Lincoln Anderson, The Villager’s editor in chief, won honorable mention for Feature Story, which is the contest’s most competitive category. Anderson’s entry, “Artist is stuck on sidewalk gum, and he’s in heaven,” profiled East Villager James Wechsler making late-night impressions of sidewalk chewing gum wads at Cooper Square, which he would later transform into paintings of stars.
“Strong, tight writing!” the judge wrote.
The Villager also won third place for Coverage of the Arts — and may have boosted tourism, to boot.
“Great job of encapsulating all Halloween shows, and what they are about,” the judge said. “The description of each play brings them to life, and made me feel like early fall, prior to Halloween, would be the ideal time to take in some theater in Downtown New York.”
Jefferson Siegel won second place in the Feature Photo category for his shot of Aron Kay, the “Yippie Pie Man,” holding an American flag that someone had set aflame — while Pookie, a local crust punk, lit her cigarette off it — at the Tompkins Square Park 9/11 punk concert.
“A simple shot,” the judge wrote, “but points for being there at the right time and capturing a very controversial moment with clarity.”
(“Controversial,” is right: Musician David Peel, who was performing at the time, is still furious about the incident.)
Speaking of crusties, Ellen Moynihan won second place for Spot News Photo for her shot of Park Enforcement Police arresting a crusty in Washington Square Park last summer after he refused to leash his dogs. As the man lies handcuffed on the ground, two of his female friends angrily curse out the PEP officers and give them the finger.

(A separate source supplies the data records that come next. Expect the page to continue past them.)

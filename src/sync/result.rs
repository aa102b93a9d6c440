use serde::{Serialize, Serializer};

use super::error::SyncError;
use crate::storage::Feed;

/// Counts produced by one successful feed refresh
#[derive(Debug, Clone, Copy, PartialEq, Eq, Serialize)]
pub struct FeedUpdateResult {
    pub feed_id: i64,
    pub new_articles_count: usize,
    pub updated_articles_count: usize,
    /// Distinct identifiable items in the fetched document
    pub total_articles_count: usize,
}

/// A feed that failed during a batch run
#[derive(Debug, Serialize)]
pub struct FeedUpdateFailure {
    pub feed_id: i64,
    pub feed_url: String,
    #[serde(serialize_with = "as_display")]
    pub error: SyncError,
}

#[derive(Debug, Clone, Copy, PartialEq, Eq, Default, Serialize)]
pub struct BatchSummary {
    pub total_feeds: usize,
    pub success_count: usize,
    pub failure_count: usize,
}

/// Result of a batch run: either a full accounting or an early stop.
#[derive(Debug, Serialize)]
#[serde(tag = "status", rename_all = "snake_case")]
pub enum BatchUpdateOutcome {
    /// Stopped at a feed boundary; feeds after `processed_feeds` were never attempted
    Cancelled {
        processed_feeds: usize,
        total_feeds: usize,
    },
    Completed {
        summary: BatchSummary,
        successful: Vec<FeedUpdateResult>,
        failed: Vec<FeedUpdateFailure>,
    },
}

impl BatchUpdateOutcome {
    pub(crate) fn completed(
        successful: Vec<FeedUpdateResult>,
        failed: Vec<FeedUpdateFailure>,
    ) -> Self {
        BatchUpdateOutcome::Completed {
            summary: BatchSummary {
                total_feeds: successful.len() + failed.len(),
                success_count: successful.len(),
                failure_count: failed.len(),
            },
            successful,
            failed,
        }
    }

    pub fn is_cancelled(&self) -> bool {
        matches!(self, BatchUpdateOutcome::Cancelled { .. })
    }
}

/// A newly registered feed and the number of articles it was seeded with
#[derive(Debug, Clone, PartialEq, Eq, Serialize)]
pub struct AddedFeed {
    pub feed: Feed,
    pub articles_count: usize,
}

fn as_display<S: Serializer>(error: &SyncError, serializer: S) -> Result<S::Ok, S::Error> {
    serializer.collect_str(error)
}

#[cfg(test)]
mod tests {
    use super::*;
    use pretty_assertions::assert_eq;
    use serde_json::json;

    #[test]
    fn test_completed_summary_counts() {
        let outcome = BatchUpdateOutcome::completed(
            vec![FeedUpdateResult {
                feed_id: 1,
                new_articles_count: 2,
                updated_articles_count: 0,
                total_articles_count: 2,
            }],
            vec![FeedUpdateFailure {
                feed_id: 2,
                feed_url: "https://b.example/rss".to_string(),
                error: SyncError::FeedNotFound(2),
            }],
        );

        match &outcome {
            BatchUpdateOutcome::Completed { summary, .. } => assert_eq!(
                *summary,
                BatchSummary {
                    total_feeds: 2,
                    success_count: 1,
                    failure_count: 1,
                }
            ),
            other => panic!("Expected Completed, got {:?}", other),
        }
        assert!(!outcome.is_cancelled());
    }

    #[test]
    fn test_outcome_json_shape() {
        let outcome = BatchUpdateOutcome::completed(
            vec![],
            vec![FeedUpdateFailure {
                feed_id: 3,
                feed_url: "https://c.example/rss".to_string(),
                error: SyncError::FeedNotFound(3),
            }],
        );

        let value = serde_json::to_value(&outcome).unwrap();
        assert_eq!(
            value,
            json!({
                "status": "completed",
                "summary": {"total_feeds": 1, "success_count": 0, "failure_count": 1},
                "successful": [],
                "failed": [{
                    "feed_id": 3,
                    "feed_url": "https://c.example/rss",
                    "error": "Feed 3 not found"
                }]
            })
        );

        let cancelled = BatchUpdateOutcome::Cancelled {
            processed_feeds: 1,
            total_feeds: 4,
        };
        assert_eq!(
            serde_json::to_value(&cancelled).unwrap(),
            json!({"status": "cancelled", "processed_feeds": 1, "total_feeds": 4})
        );
    }
}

“This is what spot news is all about,” the judge in this category commented. “Main image here was probably the best moment of the entire dust-up, and the photographer got it.”
Siegel also won third place in Spot News Photo for his image of a chaotic arrest scene at the Occupy Wall Street encampment in front of Trinity Church on lower Broadway.
“There’s a lot going on here,” remarked the judge, “and the photographer did a nice job of capturing it all.”
In Editorial Cartoon, Ira Blutreich snagged second place for his spoof of Mayor Bloomberg’s “nanny state” rules.
Blutreich’s toon shows people being punished for violating the mayor’s new regulations against smoking and other proposed rules, with the violators imprisoned in a stock or tied up and hanging from a lamppole, etc., while the mayor gleefully flosses his brain through his ears.
“Serious question asked in a lighthearted way,” the judge observed.
Other papers in The Villager’s NYC Community Media newsgroup also did well in the NYPA awards.
Gay City News had a banner year, with its “A Perfect 10” tenth-anniversary special issue, in particular, earning highest praise. The issue took first place for Historical, Anniversary or Progress Editions.
“This section deserves a place in a time capsule,” the judge wrote.
Gay City News also won third place in the Past Presidents Award category, which recognizes overall excellence.
Senior designer Michael Shirey won second place for Graphic Illustration for his front-page wrap cover for the Gay City News 10th anniversary section.
“I can’t define why, but I really like this graphic,” the judge noted of Shirey’s design. “Retro, hip, cool, something that I know I couldn’t create myself. Very nice work.”
Scott Stiffler, editor of Chelsea Now, won first place for Obituaries. His entry included an obituary of John Doyel, who, working in his Chelsea basement, designed various Ronco products of late-night TV fame, including the Smokeless Ashtray, the Rhinestone and Stud Setter and the Miracle Broom, among others.
Competing in the contest’s toughest division — against the state’s largest-circulation weeklies — NYC Community Media finished ranked fifth among group or chain newspapers in the state.